Around four years ago, a group of friends (myself included) embarked on a journey that would change our lives and loyalty to our country forever. There were four of us, pumped up from the summer after seeing the Men’s National Team play China in a friendly in San Jose, CA. I remember the game vividly, the four hour drive down to The Home Depot Center in Carson from San Luis Obispo, the peer pressure of painting my face red, white and blue, and the energy from the stadium as we ran from the parking lot to the stadium; it was unreal. I remember all 4 of us cheering our hearts out in the midst of the opposing fans and US “fans” who were telling us to sit down. After the US won their game, I realized that we were a part of something much bigger, it wasn’t just a soccer game, it was a movement.

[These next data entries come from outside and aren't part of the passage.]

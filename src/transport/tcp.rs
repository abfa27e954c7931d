//! Framed TCP transport.
//!
//! Frame layout: `[u32 little-endian payload length][payload]`.
//!
//! Each accepted connection gets a reader task feeding the server's event
//! channel and a writer task draining two queues, with handshake packets
//! always written before queued application traffic.

use super::{ConnectionId, ConnectionRegistry, SendTarget, TransportClient, TransportEvent, TransportServer};
use crate::error::{AppResult, DaqError};
use crate::limits::{MAX_PACKET_BYTES, TRANSPORT_EVENT_CAPACITY};
use async_trait::async_trait;
use bytes::Bytes;
use parking_lot::Mutex;
use std::collections::HashMap;
use std::io;
use std::net::SocketAddr;
use std::sync::Arc;
use std::time::Duration;
use tokio::io::{AsyncRead, AsyncReadExt, AsyncWrite, AsyncWriteExt};
use tokio::net::tcp::OwnedWriteHalf;
use tokio::net::{TcpListener, TcpStream};
use tokio::sync::mpsc;
use tokio::task::JoinHandle;
use tokio_util::sync::CancellationToken;
use tracing::{debug, info, warn};

const WRITER_QUEUE_DEPTH: usize = 1024;

/// Reads one frame. `Ok(None)` on a clean end of stream between frames.
pub(crate) async fn read_frame<R: AsyncRead + Unpin>(reader: &mut R) -> io::Result<Option<Bytes>> {
    let mut len_buf = [0u8; 4];
    match reader.read_exact(&mut len_buf).await {
        Ok(_) => {}
        Err(e) if e.kind() == io::ErrorKind::UnexpectedEof => return Ok(None),
        Err(e) => return Err(e),
    }
    let len = u32::from_le_bytes(len_buf) as usize;
    if len > MAX_PACKET_BYTES {
        return Err(io::Error::new(
            io::ErrorKind::InvalidData,
            format!("frame of {len} bytes exceeds limit of {MAX_PACKET_BYTES}"),
        ));
    }
    let mut payload = vec![0u8; len];
    reader.read_exact(&mut payload).await?;
    Ok(Some(Bytes::from(payload)))
}

/// Writes one frame.
pub(crate) async fn write_frame<W: AsyncWrite + Unpin>(writer: &mut W, payload: &[u8]) -> io::Result<()> {
    if payload.len() > MAX_PACKET_BYTES {
        return Err(io::Error::new(
            io::ErrorKind::InvalidInput,
            format!("packet of {} bytes exceeds limit of {MAX_PACKET_BYTES}", payload.len()),
        ));
    }
    writer.write_all(&(payload.len() as u32).to_le_bytes()).await?;
    writer.write_all(payload).await?;
    writer.flush().await
}

enum WriterMsg {
    Packet(Bytes),
    Close,
}

struct ConnectionHandle {
    priority: mpsc::Sender<WriterMsg>,
    normal: mpsc::Sender<WriterMsg>,
}

type Writers = Arc<Mutex<HashMap<ConnectionId, ConnectionHandle>>>;

/// Listening TCP server.
pub struct TcpServer {
    local_addr: SocketAddr,
    registry: Arc<ConnectionRegistry>,
    events_rx: tokio::sync::Mutex<mpsc::Receiver<TransportEvent>>,
    writers: Writers,
    cancel: CancellationToken,
    accept_task: Mutex<Option<JoinHandle<()>>>,
}

impl TcpServer {
    /// Binds `host:port` and starts accepting.
    pub async fn bind(addr: &str) -> AppResult<Self> {
        let listener = TcpListener::bind(addr).await.map_err(|source| DaqError::Bind {
            address: addr.to_string(),
            source,
        })?;
        let local_addr = listener.local_addr()?;
        info!("Transport listening on tcp://{}", local_addr);

        let registry = Arc::new(ConnectionRegistry::new());
        let (events_tx, events_rx) = mpsc::channel(TRANSPORT_EVENT_CAPACITY);
        let writers: Writers = Arc::new(Mutex::new(HashMap::new()));
        let cancel = CancellationToken::new();

        let accept_task = tokio::spawn(Self::accept_loop(
            listener,
            registry.clone(),
            events_tx,
            writers.clone(),
            cancel.clone(),
        ));

        Ok(Self {
            local_addr,
            registry,
            events_rx: tokio::sync::Mutex::new(events_rx),
            writers,
            cancel,
            accept_task: Mutex::new(Some(accept_task)),
        })
    }

    /// Bound socket address.
    pub fn local_addr(&self) -> SocketAddr {
        self.local_addr
    }

    async fn accept_loop(
        listener: TcpListener,
        registry: Arc<ConnectionRegistry>,
        events: mpsc::Sender<TransportEvent>,
        writers: Writers,
        cancel: CancellationToken,
    ) {
        loop {
            tokio::select! {
                _ = cancel.cancelled() => break,
                accepted = listener.accept() => match accepted {
                    Ok((stream, peer)) => {
                        Self::spawn_connection(stream, peer, &registry, &events, &writers, &cancel);
                    }
                    Err(e) => warn!("Accept error: {}", e),
                }
            }
        }
        debug!("Accept loop stopped");
    }

    fn spawn_connection(
        stream: TcpStream,
        peer: SocketAddr,
        registry: &Arc<ConnectionRegistry>,
        events: &mpsc::Sender<TransportEvent>,
        writers: &Writers,
        parent: &CancellationToken,
    ) {
        if let Err(e) = stream.set_nodelay(true) {
            debug!("set_nodelay failed for {}: {}", peer, e);
        }
        let id = registry.insert(peer.to_string());
        let (mut reader, writer) = stream.into_split();
        let (priority_tx, priority_rx) = mpsc::channel(WRITER_QUEUE_DEPTH);
        let (normal_tx, normal_rx) = mpsc::channel(WRITER_QUEUE_DEPTH);
        writers.lock().insert(
            id,
            ConnectionHandle {
                priority: priority_tx,
                normal: normal_tx,
            },
        );
        let cancel = parent.child_token();

        tokio::spawn(Self::writer_loop(id, writer, priority_rx, normal_rx, cancel.clone()));

        let registry = registry.clone();
        let events = events.clone();
        let writers = writers.clone();
        tokio::spawn(async move {
            debug!(conn = %id, "Connection from {}", peer);
            if events.send(TransportEvent::Connect(id)).await.is_err() {
                return;
            }
            loop {
                tokio::select! {
                    _ = cancel.cancelled() => break,
                    frame = read_frame(&mut reader) => match frame {
                        Ok(Some(packet)) => {
                            if events.send(TransportEvent::Receive(id, packet)).await.is_err() {
                                break;
                            }
                        }
                        Ok(None) => {
                            debug!(conn = %id, "Peer {} closed the connection", peer);
                            break;
                        }
                        Err(e) => {
                            warn!(conn = %id, "Connection error from {}: {}", peer, e);
                            break;
                        }
                    }
                }
            }
            cancel.cancel();
            writers.lock().remove(&id);
            registry.mark_disconnected(id);
            let _ = events.send(TransportEvent::Disconnect(id)).await;
        });
    }

    async fn writer_loop(
        id: ConnectionId,
        mut writer: OwnedWriteHalf,
        mut priority: mpsc::Receiver<WriterMsg>,
        mut normal: mpsc::Receiver<WriterMsg>,
        cancel: CancellationToken,
    ) {
        loop {
            let msg = tokio::select! {
                biased;
                Some(msg) = priority.recv() => msg,
                _ = cancel.cancelled() => break,
                Some(msg) = normal.recv() => msg,
                else => break,
            };
            match msg {
                WriterMsg::Packet(packet) => {
                    if let Err(e) = write_frame(&mut writer, &packet).await {
                        warn!(conn = %id, "Write failed: {}", e);
                        break;
                    }
                }
                WriterMsg::Close => break,
            }
        }
        let _ = writer.shutdown().await;
        cancel.cancel();
    }
}

#[async_trait]
impl TransportServer for TcpServer {
    fn connection_string(&self) -> String {
        format!("tcp://{}", self.local_addr)
    }

    fn registry(&self) -> &Arc<ConnectionRegistry> {
        &self.registry
    }

    async fn send(&self, packet: Bytes, target: SendTarget, during_handshake: bool) -> AppResult<()> {
        let ids = match target {
            SendTarget::One(id) => vec![id],
            SendTarget::All => self.registry.connected_ids(!during_handshake),
        };
        for id in ids {
            if !during_handshake && !self.registry.is_identified(id) {
                debug!(conn = %id, "Skipping send to unidentified connection");
                continue;
            }
            let tx = self.writers.lock().get(&id).map(|handle| {
                if during_handshake {
                    handle.priority.clone()
                } else {
                    handle.normal.clone()
                }
            });
            let result = match tx {
                Some(tx) => tx
                    .send(WriterMsg::Packet(packet.clone()))
                    .await
                    .map_err(|_| DaqError::Connection(format!("connection {id} is closing"))),
                None => Err(DaqError::Connection(format!("connection {id} is not open"))),
            };
            match (target, result) {
                (SendTarget::One(_), Err(e)) => return Err(e),
                (SendTarget::All, Err(e)) => warn!("Broadcast skipped {}: {}", id, e),
                _ => {}
            }
        }
        Ok(())
    }

    async fn process(&self, timeout: Duration) -> Option<TransportEvent> {
        let mut rx = self.events_rx.lock().await;
        tokio::time::timeout(timeout, rx.recv()).await.ok().flatten()
    }

    fn close(&self, conn: ConnectionId) {
        if let Some(handle) = self.writers.lock().get(&conn) {
            if handle.priority.try_send(WriterMsg::Close).is_err() {
                warn!(conn = %conn, "Close request could not be queued");
            }
        }
    }

    async fn shutdown(&self) {
        self.cancel.cancel();
        let task = self.accept_task.lock().take();
        if let Some(task) = task {
            let _ = task.await;
        }
        self.writers.lock().clear();
        info!("Transport tcp://{} shut down", self.local_addr);
    }
}

impl Drop for TcpServer {
    fn drop(&mut self) {
        self.cancel.cancel();
    }
}

/// Client connection to a TCP server.
pub struct TcpClient {
    remote: String,
    writer: OwnedWriteHalf,
    incoming: mpsc::Receiver<AppResult<Bytes>>,
    reader_task: JoinHandle<()>,
}

impl TcpClient {
    /// Connects to `host:port`.
    pub async fn connect(addr: &str) -> AppResult<Self> {
        let stream = TcpStream::connect(addr)
            .await
            .map_err(|e| DaqError::Connection(format!("cannot connect to {addr}: {e}")))?;
        if let Err(e) = stream.set_nodelay(true) {
            debug!("set_nodelay failed for {}: {}", addr, e);
        }
        let (mut reader, writer) = stream.into_split();
        let (tx, incoming) = mpsc::channel(TRANSPORT_EVENT_CAPACITY);
        let remote = addr.to_string();
        let peer = remote.clone();
        let reader_task = tokio::spawn(async move {
            loop {
                let item = match read_frame(&mut reader).await {
                    Ok(Some(packet)) => Ok(packet),
                    Ok(None) => Err(DaqError::Connection(format!("{peer} closed the connection"))),
                    Err(e) => Err(DaqError::Connection(format!("read from {peer} failed: {e}"))),
                };
                let done = item.is_err();
                if tx.send(item).await.is_err() || done {
                    break;
                }
            }
        });
        Ok(Self {
            remote,
            writer,
            incoming,
            reader_task,
        })
    }
}

#[async_trait]
impl TransportClient for TcpClient {
    async fn send(&mut self, packet: &[u8]) -> AppResult<()> {
        write_frame(&mut self.writer, packet)
            .await
            .map_err(|e| DaqError::Connection(format!("write to {} failed: {e}", self.remote)))
    }

    async fn receive(&mut self, timeout: Duration) -> AppResult<Option<Bytes>> {
        match tokio::time::timeout(timeout, self.incoming.recv()).await {
            Err(_) => Ok(None),
            Ok(Some(item)) => item.map(Some),
            Ok(None) => Err(DaqError::Connection(format!("{} is disconnected", self.remote))),
        }
    }

    fn remote(&self) -> String {
        format!("tcp://{}", self.remote)
    }
}

impl Drop for TcpClient {
    fn drop(&mut self) {
        self.reader_task.abort();
    }
}

#[cfg(test)]
mod tests {
    use super::*;

    #[tokio::test]
    async fn test_frame_round_trip_over_duplex() {
        let (mut a, mut b) = tokio::io::duplex(64);
        write_frame(&mut a, b"hello").await.unwrap();
        write_frame(&mut a, b"").await.unwrap();
        drop(a);
        assert_eq!(read_frame(&mut b).await.unwrap().unwrap(), Bytes::from_static(b"hello"));
        assert_eq!(read_frame(&mut b).await.unwrap().unwrap(), Bytes::new());
        assert!(read_frame(&mut b).await.unwrap().is_none());
    }

    #[tokio::test]
    async fn test_oversized_frame_rejected() {
        let (mut a, mut b) = tokio::io::duplex(64);
        a.write_all(&u32::MAX.to_le_bytes()).await.unwrap();
        let err = read_frame(&mut b).await.unwrap_err();
        assert_eq!(err.kind(), io::ErrorKind::InvalidData);
    }

    #[tokio::test]
    async fn test_server_client_exchange() {
        let server = TcpServer::bind("127.0.0.1:0").await.unwrap();
        let addr = server.local_addr().to_string();
        let mut client = TcpClient::connect(&addr).await.unwrap();

        let conn = match server.process(Duration::from_secs(2)).await {
            Some(TransportEvent::Connect(id)) => id,
            other => panic!("expected connect, got {other:?}"),
        };

        // Unidentified: normal sends are skipped, handshake sends go out.
        server
            .send(Bytes::from_static(b"skipped"), SendTarget::One(conn), false)
            .await
            .unwrap();
        server
            .send(Bytes::from_static(b"greeting"), SendTarget::One(conn), true)
            .await
            .unwrap();
        let got = client.receive(Duration::from_secs(2)).await.unwrap();
        assert_eq!(got.unwrap(), Bytes::from_static(b"greeting"));

        client.send(b"reply").await.unwrap();
        match server.process(Duration::from_secs(2)).await {
            Some(TransportEvent::Receive(id, packet)) => {
                assert_eq!(id, conn);
                assert_eq!(packet, Bytes::from_static(b"reply"));
            }
            other => panic!("expected receive, got {other:?}"),
        }

        drop(client);
        match server.process(Duration::from_secs(2)).await {
            Some(TransportEvent::Disconnect(id)) => assert_eq!(id, conn),
            other => panic!("expected disconnect, got {other:?}"),
        }
        assert!(!server.registry().get(conn).unwrap().connected);
        server.shutdown().await;
    }

    #[tokio::test]
    async fn test_connect_refused_is_connection_error() {
        let listener = TcpListener::bind("127.0.0.1:0").await.unwrap();
        let addr = listener.local_addr().unwrap().to_string();
        drop(listener);
        let err = TcpClient::connect(&addr).await.err().unwrap();
        assert!(matches!(err, DaqError::Connection(_)));
    }

    #[tokio::test]
    async fn test_bind_conflict_is_bind_error() {
        let server = TcpServer::bind("127.0.0.1:0").await.unwrap();
        let addr = server.local_addr().to_string();
        let err = TcpServer::bind(&addr).await.err().unwrap();
        assert!(matches!(err, DaqError::Bind { .. }));
    }
}
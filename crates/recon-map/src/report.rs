//! Per-unit outcomes of a reconciliation run.

use std::fmt;

use recon_model::{MappingScope, MappingStatus};
use serde::Serialize;

/// Why a unit was skipped without touching the store.
#[derive(Debug, Clone, PartialEq, Eq, Serialize)]
#[serde(tag = "reason", rename_all = "snake_case")]
pub enum SkipReason {
    NoTargetName,
    NoSourceTable,
    Unresolved { source_table: String },
    NoDefinition { fqdn: String },
    NoColumns { fqdn: String },
    DuplicateTarget,
}

impl fmt::Display for SkipReason {
    fn fmt(&self, f: &mut fmt::Formatter<'_>) -> fmt::Result {
        match self {
            SkipReason::NoTargetName => write!(f, "no target field name documented"),
            SkipReason::NoSourceTable => write!(f, "no source table documented"),
            SkipReason::Unresolved { source_table } => {
                write!(f, "source '{source_table}' has no object in this environment")
            }
            SkipReason::NoDefinition { fqdn } => write!(f, "no physical definition for {fqdn}"),
            SkipReason::NoColumns { fqdn } => {
                write!(f, "no columns extracted from definition of {fqdn}")
            }
            SkipReason::DuplicateTarget => {
                write!(f, "target documented more than once on the page")
            }
        }
    }
}

/// What happened to one unit.
#[derive(Debug, Clone, PartialEq, Eq, Serialize)]
#[serde(tag = "action", rename_all = "snake_case")]
pub enum UnitAction {
    /// The matcher ran and the record was written with this status.
    Matched { status: MappingStatus },
    /// Definition unchanged since the last automatic match; only audited.
    Unchanged,
    /// A manual override was left in place.
    OverrideKept,
    /// Orphaned record deactivated.
    Deactivated,
    /// Orphaned record kept active because of a manual override.
    OverrideMaskedOrphan,
    Skipped(SkipReason),
    Failed { message: String },
}

/// Outcome of one (page, environment, column) unit or orphan decision.
#[derive(Debug, Clone, PartialEq, Eq, Serialize)]
pub struct UnitOutcome {
    pub page_id: String,
    pub environment: String,
    /// `None` for page- or scope-level outcomes.
    pub target_field_name: Option<String>,
    pub scope: Option<MappingScope>,
    pub action: UnitAction,
    pub notes: String,
}

impl UnitAction {
    /// Whether the action upserted a record.
    pub fn writes_record(&self) -> bool {
        matches!(
            self,
            UnitAction::Matched { .. }
                | UnitAction::Unchanged
                | UnitAction::OverrideKept
                | UnitAction::Deactivated
                | UnitAction::OverrideMaskedOrphan
        )
    }
}

impl UnitOutcome {
    pub fn new(
        page_id: impl Into<String>,
        environment: impl Into<String>,
        target_field_name: Option<String>,
        action: UnitAction,
    ) -> Self {
        Self {
            page_id: page_id.into(),
            environment: environment.into(),
            target_field_name,
            scope: None,
            action,
            notes: String::new(),
        }
    }

    #[must_use]
    pub fn in_scope(mut self, scope: &MappingScope) -> Self {
        self.scope = Some(scope.clone());
        self
    }

    #[must_use]
    pub fn with_notes(mut self, notes: impl Into<String>) -> Self {
        self.notes = notes.into();
        self
    }

    pub fn is_failure(&self) -> bool {
        matches!(self.action, UnitAction::Failed { .. })
    }

    pub fn is_skip(&self) -> bool {
        matches!(self.action, UnitAction::Skipped(_))
    }
}

/// Count of outcomes by action.
#[derive(Debug, Clone, Copy, Default, PartialEq, Eq, Serialize)]
pub struct ActionCounts {
    pub mapped_exact: usize,
    pub mapped_fuzzy: usize,
    pub unmapped_low_score: usize,
    pub unmapped_not_exact: usize,
    pub unchanged: usize,
    pub override_kept: usize,
    pub deactivated: usize,
    pub override_masked_orphan: usize,
    pub skipped: usize,
    pub failed: usize,
}

/// Everything a run did, in processing order.
#[derive(Debug, Clone, Default, Serialize)]
pub struct RunReport {
    pub pages_processed: usize,
    pub environments: Vec<String>,
    pub units: Vec<UnitOutcome>,
}

impl RunReport {
    pub fn push(&mut self, outcome: UnitOutcome) {
        self.units.push(outcome);
    }

    pub fn has_failures(&self) -> bool {
        self.units.iter().any(UnitOutcome::is_failure)
    }

    pub fn failures(&self) -> impl Iterator<Item = &UnitOutcome> {
        self.units.iter().filter(|u| u.is_failure())
    }

    pub fn skipped(&self) -> impl Iterator<Item = &UnitOutcome> {
        self.units.iter().filter(|u| u.is_skip())
    }

    pub fn counts(&self) -> ActionCounts {
        let mut counts = ActionCounts::default();
        for unit in &self.units {
            match &unit.action {
                UnitAction::Matched { status } => match status {
                    MappingStatus::MappedExact => counts.mapped_exact += 1,
                    MappingStatus::MappedFuzzy => counts.mapped_fuzzy += 1,
                    MappingStatus::UnmappedNotExact => counts.unmapped_not_exact += 1,
                    _ => counts.unmapped_low_score += 1,
                },
                UnitAction::Unchanged => counts.unchanged += 1,
                UnitAction::OverrideKept => counts.override_kept += 1,
                UnitAction::Deactivated => counts.deactivated += 1,
                UnitAction::OverrideMaskedOrphan => counts.override_masked_orphan += 1,
                UnitAction::Skipped(_) => counts.skipped += 1,
                UnitAction::Failed { .. } => counts.failed += 1,
            }
        }
        counts
    }
}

Fast forward four years later to January 22, 2011; our crew has grown from four to more than 30 of us traveling from all over California to unite for just a few hours in the name of soccer and the United States of America. Some would deem this game against Chile as “not worth” watching. No players from the World Cup team were on the roster for the game against Chile, as a matter of fact, most of the players have never seen play at the international level, with seven players earning their first caps. It’s like going out of your way to watch the Laker’s D-league team play; it’s just not worth it. But to us, it was more than a soccer game, it is a movement and a way of life. And it’s not just 30 of us that are a part of this revolution, we are a part of something larger and unified. In attendance were over 18,000 fans, and hundreds packed out The American Outlaws (The US National Team Supporter Club) section. People from all over country (yes, the country) came in to see the US “D-League” team play. The energy was off the charts and I never thought I could hug so many strangers when Teal Bunbury scored the equalizer goal on a penalty kick. You see, it’s more than just showing up to see your favorite player play, like you fickle Laker fans who don’t know a thing about basketball and have named your kid, dog and car after Kobe Bryant. It’s about supporting the team as a whole, each other and this country.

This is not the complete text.